Not long after the pipe burst, while we were still in the hotel, my phone rang. The clock read 3:30 a.m. My mom’s voice came on the line. Dad felt miserable, she said. He was really in a lot of pain. I raced up to their hotel room where Dad lay moaning, foam edging the corners of his mouth. Within five minutes, the paramedics arrived and rushed him to the hospital. A scan showed massive bleeding on Dad’s brain. He was eighty-five years old. The surgeon told me they needed to operate immediately. If they didn’t, Dad would surely die that same night. I scribbled my signature on all the permission forms, and within two hours of my first running up to his room, Dad was undergoing emergency brain surgery.
For the next three and a half weeks, Dad remained in intensive care, hovering between life and death. I canceled everything else on my schedule, including a troop-support trip to Guantanamo Bay, Cuba, and stayed with him every day. He’d been intubated, and when they finally took the tube out, his throat ached. He tried to talk, but he was very emotional, as tearful as my grandpa Dan had been in the hospital.
After Dad had been in intensive care for some time, Moira asked our priest to come to the hospital. He prayed for my dad, then Moira and I walked out to a courtyard by the cafeteria to talk in private with him. He asked how we were holding up. My emotions, like Dad’s and Grandpa’s, overcame me and I started to cry. I’d been holding everything in so tightly—the pressure of trying to be a caregiver, the uncertainty of wondering if my father would pull through.
“I don’t want my dad to go,” I said through my tears. “I’m not ready yet.”
We talked for some time, and it felt good to let everything out. I’m grateful our priest came that day.
In time, Dad recovered somewhat. Although he lost much of his balance and now is unable to do a few things, his memory remains sound. He can talk, and we’re blessed and grateful to still have him with us.
One of the amazing things about the experience was the perfect timing of the burst pipe. If our pipe hadn’t broken, we would have still been living at home when Dad needed emergency brain surgery. Our house is farther from the hospital than the hotel, and every minute counted in the rush to get him to the hospital. If not for the burst pipe, Dad might not have lived.
When I thought about that, I remembered something I have heard in church. We each have a purpose in life, and if we’re serving God, following him, living out God’s calling and purposes for our life, then we can have faith that God is leading us, and even difficult times can turn out all right. God can cause all things to work together for good.
Only a year after Dad’s emergency brain surgery, Moira needed another back surgery, her sixth. Her back problems had begun more than a decade earlier. She had surgery on her spine, but the first surgeon had made a mistake, seriously damaging nerves in her right leg that would never properly heal. Three months later, she saw a different surgeon who was able to fix some of her issues with a spinal fusion, but in the following years she needed three more surgeries. Her fifth, in 2016, was another fusion of a few more discs that had fallen apart.

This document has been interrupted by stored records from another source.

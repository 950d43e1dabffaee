//! Normalized range types
//!
//! A [`Range`] is an OR of [`ComparatorSet`]s, each an AND of
//! [`Comparator`]s. Shorthand forms (`^`, `~`, hyphen, wildcards) never
//! appear here; the translator has already expanded them.

use std::fmt;

use crate::version::model::Version;

/// Comparison operators for comparators
#[derive(Debug, Clone, Copy, PartialEq, Eq, Hash)]
pub enum Operator {
    /// Equal (=)
    Equal,
    /// Less than (<)
    LessThan,
    /// Less than or equal (<=)
    LessThanOrEqual,
    /// Greater than (>)
    GreaterThan,
    /// Greater than or equal (>=)
    GreaterThanOrEqual,
}

impl Operator {
    /// Split a leading operator off `text`, defaulting to `=` when none is present
    pub fn split_prefix(text: &str) -> (Self, &str) {
        const PREFIXES: [(&str, Operator); 5] = [
            ("<=", Operator::LessThanOrEqual),
            (">=", Operator::GreaterThanOrEqual),
            ("<", Operator::LessThan),
            (">", Operator::GreaterThan),
            ("=", Operator::Equal),
        ];

        PREFIXES
            .iter()
            .find_map(|(prefix, op)| text.strip_prefix(*prefix).map(|rest| (*op, rest)))
            .unwrap_or((Operator::Equal, text))
    }

    pub fn as_str(&self) -> &'static str {
        match self {
            Operator::Equal => "=",
            Operator::LessThan => "<",
            Operator::LessThanOrEqual => "<=",
            Operator::GreaterThan => ">",
            Operator::GreaterThanOrEqual => ">=",
        }
    }

    /// Whether a version equal to the boundary satisfies the operator
    pub fn is_inclusive(&self) -> bool {
        matches!(
            self,
            Operator::Equal | Operator::LessThanOrEqual | Operator::GreaterThanOrEqual
        )
    }
}

impl fmt::Display for Operator {
    fn fmt(&self, f: &mut fmt::Formatter<'_>) -> fmt::Result {
        f.write_str(self.as_str())
    }
}

/// `version OP boundary`
#[derive(Debug, Clone, PartialEq, Eq)]
pub struct Comparator {
    operator: Operator,
    boundary: Version,
}

impl Comparator {
    pub fn new(operator: Operator, boundary: Version) -> Self {
        Self { operator, boundary }
    }

    pub fn equal(boundary: Version) -> Self {
        Self::new(Operator::Equal, boundary)
    }

    pub fn less_than(boundary: Version) -> Self {
        Self::new(Operator::LessThan, boundary)
    }

    pub fn less_than_or_equal(boundary: Version) -> Self {
        Self::new(Operator::LessThanOrEqual, boundary)
    }

    pub fn greater_than(boundary: Version) -> Self {
        Self::new(Operator::GreaterThan, boundary)
    }

    pub fn greater_than_or_equal(boundary: Version) -> Self {
        Self::new(Operator::GreaterThanOrEqual, boundary)
    }

    pub fn operator(&self) -> Operator {
        self.operator
    }

    pub fn boundary(&self) -> &Version {
        &self.boundary
    }

    pub fn is_inclusive(&self) -> bool {
        self.operator.is_inclusive()
    }
}

impl fmt::Display for Comparator {
    fn fmt(&self, f: &mut fmt::Formatter<'_>) -> fmt::Result {
        write!(f, "{}{}", self.operator, self.boundary)
    }
}

/// Comparators that must all hold; an empty set matches every version
#[derive(Debug, Clone, Default, PartialEq, Eq)]
pub struct ComparatorSet(Vec<Comparator>);

impl ComparatorSet {
    pub fn new(comparators: Vec<Comparator>) -> Self {
        Self(comparators)
    }

    pub fn iter(&self) -> std::slice::Iter<'_, Comparator> {
        self.0.iter()
    }

    pub fn is_empty(&self) -> bool {
        self.0.is_empty()
    }

    /// AND of both sets, `self` first
    pub fn concat(&self, other: &ComparatorSet) -> ComparatorSet {
        self.iter().chain(other.iter()).cloned().collect()
    }
}

impl FromIterator<Comparator> for ComparatorSet {
    fn from_iter<I: IntoIterator<Item = Comparator>>(iter: I) -> Self {
        Self(iter.into_iter().collect())
    }
}

impl<'a> IntoIterator for &'a ComparatorSet {
    type Item = &'a Comparator;
    type IntoIter = std::slice::Iter<'a, Comparator>;

    fn into_iter(self) -> Self::IntoIter {
        self.0.iter()
    }
}

impl fmt::Display for ComparatorSet {
    fn fmt(&self, f: &mut fmt::Formatter<'_>) -> fmt::Result {
        let mut comparators = self.0.iter();
        match comparators.next() {
            None => return f.write_str("*"),
            Some(first) => write!(f, "{first}")?,
        }
        for comparator in comparators {
            write!(f, " {comparator}")?;
        }
        Ok(())
    }
}

/// Alternatives of which at least one must hold
#[derive(Debug, Clone, PartialEq, Eq)]
pub struct Range {
    sets: Vec<ComparatorSet>,
}

impl Range {
    /// Builds a range from its alternatives; no alternatives means "any"
    pub fn new(sets: Vec<ComparatorSet>) -> Self {
        if sets.is_empty() {
            return Self::any();
        }
        Self { sets }
    }

    /// A range with a single empty set
    pub fn any() -> Self {
        Self {
            sets: vec![ComparatorSet::default()],
        }
    }

    pub fn sets(&self) -> &[ComparatorSet] {
        &self.sets
    }
}

impl fmt::Display for Range {
    fn fmt(&self, f: &mut fmt::Formatter<'_>) -> fmt::Result {
        let mut sets = self.sets.iter();
        if let Some(first) = sets.next() {
            write!(f, "{first}")?;
        }
        for set in sets {
            write!(f, " || {set}")?;
        }
        Ok(())
    }
}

But this latest surgery was the most serious of all. At the end of this seven-hour surgery, Moira had fourteen inches of metal rods and screws in her spine, everything fused together, totally locked in place. In May 2017, she spent four and a half weeks in the hospital recovering, and I canceled everything to stay with her, sleeping on the room’s tiny sofa at night. For the first two and a half weeks, Moira lay in terrible pain, and it took a while for the team to nail down the right mix of pain relievers. I’ve met a lot of families whose loved ones needed an extended hospital stay, and I couldn’t help but think of all the families of our nation’s defenders who have faced the same thing—multiple surgeries, lots of pain, trying to get their loved ones through it safely, staying by their side day after day, night after night.
Moira has recovered well, although she will never again be able to fully twist her torso from side to side. One thing lightened our load during those weeks in the hospital: our first grandchild. Sophie was due with the baby just before Moira’s surgery, and since first babies often arrive late, Moira was afraid she would miss the birth. Amazingly, our granddaughter was born exactly on her due date at the end of May. Four days later, Moira went in for her surgery.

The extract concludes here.